Inauguro la rubrica dedicata alle ghiottonerie portoghesi, alias quegli alimenti che mai potrei definire succulenti e che invece qui riscuotono enorme successo; vi avverto che, a causa dei suoi contenuti, questa rubrica potrebbe subire risvolti piuttosto splatter.Iniziamo soft però, dal dessert. Uno dei più amati e consumati in assoluto è la gelatina, ossia quella cosa gommosa e scivolosa che si ottiene mescolando all'acqua una polverina colorata venduta in scatola, e che poi viene fatta rassodare nelle formine. Come se non bastasse, nella polverina vengono aggiunti ottimi aromi artificiali per conferire al viscidume vaghi sapori di limone, fragola, arancia e tanti altri frutti, tutti dai colori particolarmente brillanti. Una volta sformato, l'agognato dessert campeggia nelle vetrinette dei bar e delle mense pubbliche. I miei colleghi spesso la prendono a pranzo, e all'inizio non ho potuto fare a meno di domandar loro il perché. La risposta è sempre una: perché fa bene. Ok, ma non sa di nulla, giusto? -obietto io-. No, sa di aroma al...(un frutto a caso). Ah, buona. Non mi azzarderò mai a consumare gelatina a fine pasto, men che meno pensando di mangiare il dessert. Prima di venire qua, infatti, non avrei mai immaginato che si potesse propinare questa roba come dolce al cucchiaio: al massimo avevo usato la gelatina per fare la panna cotta o altri dolci tipo bavarese che devono rapprendersi senza solidificare troppo, e comunque adoperando l'agar-agar, gelificante ricavato da una varietà di alghe. Questo di cui vi parlo, riconosciuto universalmente per le sue proprietà benefiche, è puro collagene, ossia quella sostanza che compone pelle, ossa e cartilagini animali. Se ne raccomanda l'uso per fortificare tali strutture e anche per combattere le rughe, quindi.Ho capito: invece della cremina serale, una bella coppa di cubotti di gelatina dopo cena e si rimane belli lisci come a vent'anni.
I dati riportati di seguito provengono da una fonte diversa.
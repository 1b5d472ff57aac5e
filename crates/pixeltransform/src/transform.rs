use std::sync::atomic::{AtomicBool, Ordering};
use std::sync::{Arc, Mutex};
use std::thread::{self, JoinHandle};

use crossbeam_channel::{bounded, Receiver, Sender, TryRecvError};
use tracing::{debug, error, trace, warn};

use crate::clock::{FrameClock, FrameTick};
use crate::error::{FrameError, ReaderError, TransformError};
use crate::fps::FpsController;
use crate::kernel::{DrawOutcome, Kernel};
use crate::loader::DynamicLoader;
use crate::lock;
use crate::reader::{ImageReader, InputSurface};
use crate::stats::{FrameStats, StatsCounters};
use crate::texture::Texture;
use crate::types::{
    AssetManager, Extent, ImageOrientation, NativeWindow, PixelFormat, ResampleFilter,
    SurfaceRotation, VideoGravity,
};

const RENDER_THREAD_NAME: &str = "pixel-transform";

/// Drives frames from an [`ImageReader`] onto a [`Kernel`] surface, paced by
/// a [`FrameClock`].
///
/// The pipeline is either idle or running. Running means exactly one render
/// thread is waiting on the frame clock; it is started automatically once
/// both an input (see [`PixelTransform::set_image_reader`]) and a surface (see
/// [`PixelTransform::set_native_window`]) exist, and stopped when the surface
/// goes away. Setters may be called from any thread at any time and take
/// effect on the next frame.
///
/// Dropping the pipeline stops the render thread, then releases the texture,
/// the image reader and the kernel, in that order.
pub struct PixelTransform {
    lifecycle: Mutex<Option<RenderThread>>,
    shared: Arc<FrameState>,
    clock: Arc<dyn FrameClock>,
    reader: Arc<dyn ImageReader>,
    kernel: Arc<dyn Kernel>,
}

struct RenderThread {
    stop: Sender<()>,
    handle: JoinHandle<()>,
}

/// State the render thread shares with the owning pipeline.
#[derive(Default)]
struct FrameState {
    running: AtomicBool,
    settings: Mutex<Settings>,
    fps: Mutex<FpsController>,
    textures: Mutex<TextureSlot>,
    failure: Mutex<Option<FrameError>>,
    stats: StatsCounters,
}

/// The single active texture.
///
/// The render thread checks the texture out for the length of a draw, so
/// replacing it never waits on the kernel. A texture checked in after its
/// slot was replaced is handed back for release.
#[derive(Default)]
struct TextureSlot {
    generation: u64,
    active: Option<Texture>,
}

impl TextureSlot {
    fn is_configured(&self) -> bool {
        self.generation > 0
    }

    fn replace(&mut self, texture: Texture) -> Option<Texture> {
        self.generation += 1;
        self.active.replace(texture)
    }

    fn check_out(&mut self) -> Option<(u64, Texture)> {
        self.active.take().map(|texture| (self.generation, texture))
    }

    fn check_in(&mut self, generation: u64, texture: Texture) -> Option<Texture> {
        if generation == self.generation && self.active.is_none() {
            self.active = Some(texture);
            None
        } else {
            Some(texture)
        }
    }

    fn take(&mut self) -> Option<Texture> {
        self.active.take()
    }
}

#[derive(Debug, Clone, Copy, Default)]
struct Settings {
    gravity: VideoGravity,
    orientation: ImageOrientation,
    filter: ResampleFilter,
}

impl Settings {
    fn apply(&self, texture: &mut Texture) {
        texture.set_video_gravity(self.gravity);
        texture.set_image_orientation(self.orientation);
        texture.set_resample_filter(self.filter);
    }
}

impl PixelTransform {
    pub fn new(
        kernel: Arc<dyn Kernel>,
        reader: Arc<dyn ImageReader>,
        clock: Arc<dyn FrameClock>,
    ) -> Self {
        Self {
            lifecycle: Mutex::new(None),
            shared: Arc::new(FrameState::default()),
            clock,
            reader,
            kernel,
        }
    }

    /// Spawns the render thread. Does nothing when it is already running.
    pub fn start_running(&self) -> Result<(), TransformError> {
        let mut lifecycle = lock(&self.lifecycle);
        self.start_locked(&mut lifecycle)
    }

    /// Signals the render thread and waits for it to exit. Does nothing when
    /// the pipeline is idle.
    pub fn stop_running(&self) -> Result<(), TransformError> {
        let mut lifecycle = lock(&self.lifecycle);
        self.stop_locked(&mut lifecycle)
    }

    pub fn is_running(&self) -> bool {
        self.shared.running.load(Ordering::Acquire)
    }

    /// Replaces the active texture with one for `extent` and `format` and
    /// re-provisions the image reader. Starts rendering when a surface is
    /// already bound.
    pub fn set_image_reader(&self, extent: Extent, format: PixelFormat) -> Result<(), TransformError> {
        let mut lifecycle = lock(&self.lifecycle);
        self.reader.set_up(extent, format)?;

        let mut texture = Texture::new(extent, format);
        lock(&self.shared.settings).apply(&mut texture);
        let stale = lock(&self.shared.textures).replace(texture);
        if let Some(mut stale) = stale {
            stale.release(self.kernel.as_ref());
        }
        debug!(?format, "image reader configured at {extent}");

        if self.kernel.has_surface() {
            self.start_locked(&mut lifecycle)?;
        }
        Ok(())
    }

    /// Configures the image reader and returns the surface producers write
    /// frames into.
    pub fn create_input_surface(
        &self,
        extent: Extent,
        format: PixelFormat,
    ) -> Result<InputSurface, TransformError> {
        self.set_image_reader(extent, format)?;
        self.reader
            .window()
            .ok_or_else(|| ReaderError::Allocation("reader exposed no input surface".into()).into())
    }

    /// Binds or clears the presentation surface.
    ///
    /// Clearing always leaves the pipeline idle. Binding starts rendering when
    /// an input is already configured.
    pub fn set_native_window(&self, window: Option<NativeWindow>) -> Result<(), TransformError> {
        let mut lifecycle = lock(&self.lifecycle);
        match window {
            None => {
                let stopped = self.stop_locked(&mut lifecycle);
                self.kernel.set_native_window(None);
                debug!("native window cleared");
                stopped
            }
            Some(window) => {
                self.kernel.set_native_window(Some(window));
                debug!("native window bound");
                if !lock(&self.shared.textures).is_configured() {
                    return Ok(());
                }
                self.start_locked(&mut lifecycle)
            }
        }
    }

    pub fn set_video_gravity(&self, gravity: VideoGravity) {
        lock(&self.shared.settings).gravity = gravity;
    }

    pub fn video_gravity(&self) -> VideoGravity {
        lock(&self.shared.settings).gravity
    }

    pub fn set_image_orientation(&self, orientation: ImageOrientation) {
        lock(&self.shared.settings).orientation = orientation;
    }

    pub fn image_orientation(&self) -> ImageOrientation {
        lock(&self.shared.settings).orientation
    }

    pub fn set_resample_filter(&self, filter: ResampleFilter) {
        lock(&self.shared.settings).filter = filter;
    }

    pub fn resample_filter(&self) -> ResampleFilter {
        lock(&self.shared.settings).filter
    }

    /// Caps drawing at `frame_rate` frames per second; `0` draws on every tick.
    pub fn set_frame_rate(&self, frame_rate: u32) {
        lock(&self.shared.fps).set_frame_rate(frame_rate);
    }

    pub fn frame_rate(&self) -> u32 {
        lock(&self.shared.fps).frame_rate()
    }

    pub fn set_image_extent(&self, extent: Extent) {
        self.kernel.set_image_extent(extent);
    }

    pub fn set_device_orientation(&self, rotation: SurfaceRotation) {
        self.kernel.set_device_orientation(rotation);
    }

    pub fn set_asset_manager(&self, assets: AssetManager) {
        self.kernel.set_asset_manager(assets);
    }

    pub fn set_expected_orientation_synchronize(&self, synchronize: bool) {
        self.kernel.set_expected_orientation_synchronize(synchronize);
    }

    pub fn inspect_devices(&self) -> String {
        self.kernel.inspect_devices()
    }

    pub fn has_features(&self) -> bool {
        self.kernel.has_features()
    }

    /// True when the graphics runtime loads and the kernel has every feature
    /// the pipeline needs.
    pub fn is_supported(&self, loader: &dyn DynamicLoader) -> bool {
        loader.load() && self.kernel.has_features()
    }

    pub fn stats(&self) -> FrameStats {
        self.shared.stats.snapshot()
    }

    /// Returns the error that ended the render loop, once.
    pub fn take_failure(&self) -> Option<TransformError> {
        lock(&self.shared.failure).take().map(TransformError::Render)
    }

    /// Stops rendering and releases every owned component.
    pub fn dispose(self) {
        drop(self);
    }

    fn start_locked(&self, lifecycle: &mut Option<RenderThread>) -> Result<(), TransformError> {
        if lifecycle.is_some() && self.is_running() {
            return Ok(());
        }
        // A thread that ended on a fatal error still needs joining.
        if let Some(finished) = lifecycle.take() {
            drop(finished.stop);
            if finished.handle.join().is_err() {
                warn!("reaped render thread had panicked");
            }
        }

        let (stop_tx, stop_rx) = bounded(1);
        let context = RenderContext {
            shared: Arc::clone(&self.shared),
            kernel: Arc::clone(&self.kernel),
            reader: Arc::clone(&self.reader),
            clock: Arc::clone(&self.clock),
        };
        self.shared.running.store(true, Ordering::Release);
        let handle = thread::Builder::new()
            .name(RENDER_THREAD_NAME.into())
            .spawn(move || context.run(stop_rx))
            .map_err(|err| {
                self.shared.running.store(false, Ordering::Release);
                error!(error = %err, "failed to spawn render thread");
                TransformError::Spawn(err)
            })?;
        self.shared.stats.render_threads_spawned.bump();
        *lifecycle = Some(RenderThread {
            stop: stop_tx,
            handle,
        });
        debug!("render thread started");
        Ok(())
    }

    fn stop_locked(&self, lifecycle: &mut Option<RenderThread>) -> Result<(), TransformError> {
        let Some(thread) = lifecycle.take() else {
            return Ok(());
        };
        drop(thread.stop);
        let joined = thread.handle.join();
        self.shared.running.store(false, Ordering::Release);
        debug!("render thread stopped");
        joined.map_err(|_| TransformError::RenderThreadPanicked)
    }
}

impl Drop for PixelTransform {
    fn drop(&mut self) {
        let mut lifecycle = lock(&self.lifecycle);
        if let Err(err) = self.stop_locked(&mut lifecycle) {
            warn!(error = %err, "render thread did not stop cleanly");
        }
        drop(lifecycle);
        let active = lock(&self.shared.textures).take();
        if let Some(mut texture) = active {
            texture.release(self.kernel.as_ref());
        }
    }
}

/// Everything the render thread owns a handle to.
struct RenderContext {
    shared: Arc<FrameState>,
    kernel: Arc<dyn Kernel>,
    reader: Arc<dyn ImageReader>,
    clock: Arc<dyn FrameClock>,
}

impl RenderContext {
    fn run(self, stop: Receiver<()>) {
        trace!("render loop entered");
        loop {
            if !matches!(stop.try_recv(), Err(TryRecvError::Empty)) {
                break;
            }
            let Some(tick) = self.clock.next_frame(&stop) else {
                break;
            };
            if let Err(err) = self.on_frame(tick) {
                error!(error = %err, "fatal frame error, leaving render loop");
                *lock(&self.shared.failure) = Some(err);
                break;
            }
        }
        self.shared.running.store(false, Ordering::Release);
        trace!("render loop exited");
    }

    fn on_frame(&self, tick: FrameTick) -> Result<(), FrameError> {
        let stats = &self.shared.stats;
        stats.ticks.bump();
        if !lock(&self.shared.fps).advanced(tick.timestamp_nanos) {
            stats.throttled.bump();
            return Ok(());
        }

        let buffer = self.reader.latest_buffer();
        if !self.kernel.is_available() {
            stats.skipped_unavailable.bump();
            trace!("kernel unavailable, skipping frame");
            return Ok(());
        }
        let Some(buffer) = buffer else {
            stats.skipped_no_buffer.bump();
            trace!("no new buffer, skipping frame");
            return Ok(());
        };

        let settings = *lock(&self.shared.settings);
        let checked_out = lock(&self.shared.textures).check_out();
        let Some((generation, mut texture)) = checked_out else {
            stats.skipped_unavailable.bump();
            trace!("no texture configured, skipping frame");
            return Ok(());
        };
        settings.apply(&mut texture);

        let kernel = self.kernel.as_ref();
        let outcome = texture.set_up(kernel, &buffer).and_then(|()| {
            kernel.draw_frame(&mut |image_index| {
                texture.update_at(kernel, image_index, &buffer)?;
                texture.layout_at(kernel, image_index)
            })
        });
        let replaced = lock(&self.shared.textures).check_in(generation, texture);
        if let Some(mut stale) = replaced {
            trace!("texture replaced during draw, releasing");
            stale.release(kernel);
        }
        match outcome {
            Ok(DrawOutcome::Presented { image_index }) => {
                stats.drawn.bump();
                trace!(image_index, buffer = buffer.id(), "frame presented");
            }
            Ok(DrawOutcome::Skipped) => {
                stats.skipped_no_image.bump();
                trace!("no swapchain image presented");
            }
            Err(err) if err.is_fatal() => {
                stats.aborted.bump();
                return Err(err);
            }
            Err(err) => {
                stats.aborted.bump();
                debug!(error = %err, "frame aborted");
            }
        }
        Ok(())
    }
}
Ecco qua un appetitoso esemplare di cubotti giallo fosforescente (probabilmente aroma limone) in bella mostra in un bar accanto alla frutta. Che voglia di darci di cucchiaio, vero?
Ed ora una cosa buffa.Mi hanno regalato proprio ieri una bottiglia di vino novello da agricoltura biologica con un'etichetta a dir poco bizzarra, che nella parte frontale non reca dicitura alcuna...
Sì, il simbolo chimico dell'acqua e un piede. Un rebus! E visto che io sono un'amante dei rebus, voilà che te lo risolvo. Água pé, ossia qualcosa tipo acqua di piede (?). Dapprima penso ad un vino ottenuto coi metodi tradizionali, ossia dal pestaggio delle uve; poi, fatta la dovuta ricerca, scopro che è una bevanda a bassa gradazione alcolica che un tempo era ottenuta dalla raspa dell'uva già utilizzata per il vino buono e che i proprietari terrieri regalavano ai braccianti. Oggi viene prodotta aggiungendo acqua al mosto, in pratica un vinello che si usa in alcune zone per accompagnare le castagne di S.Martino.
Forse a questo si può dare una chance, via.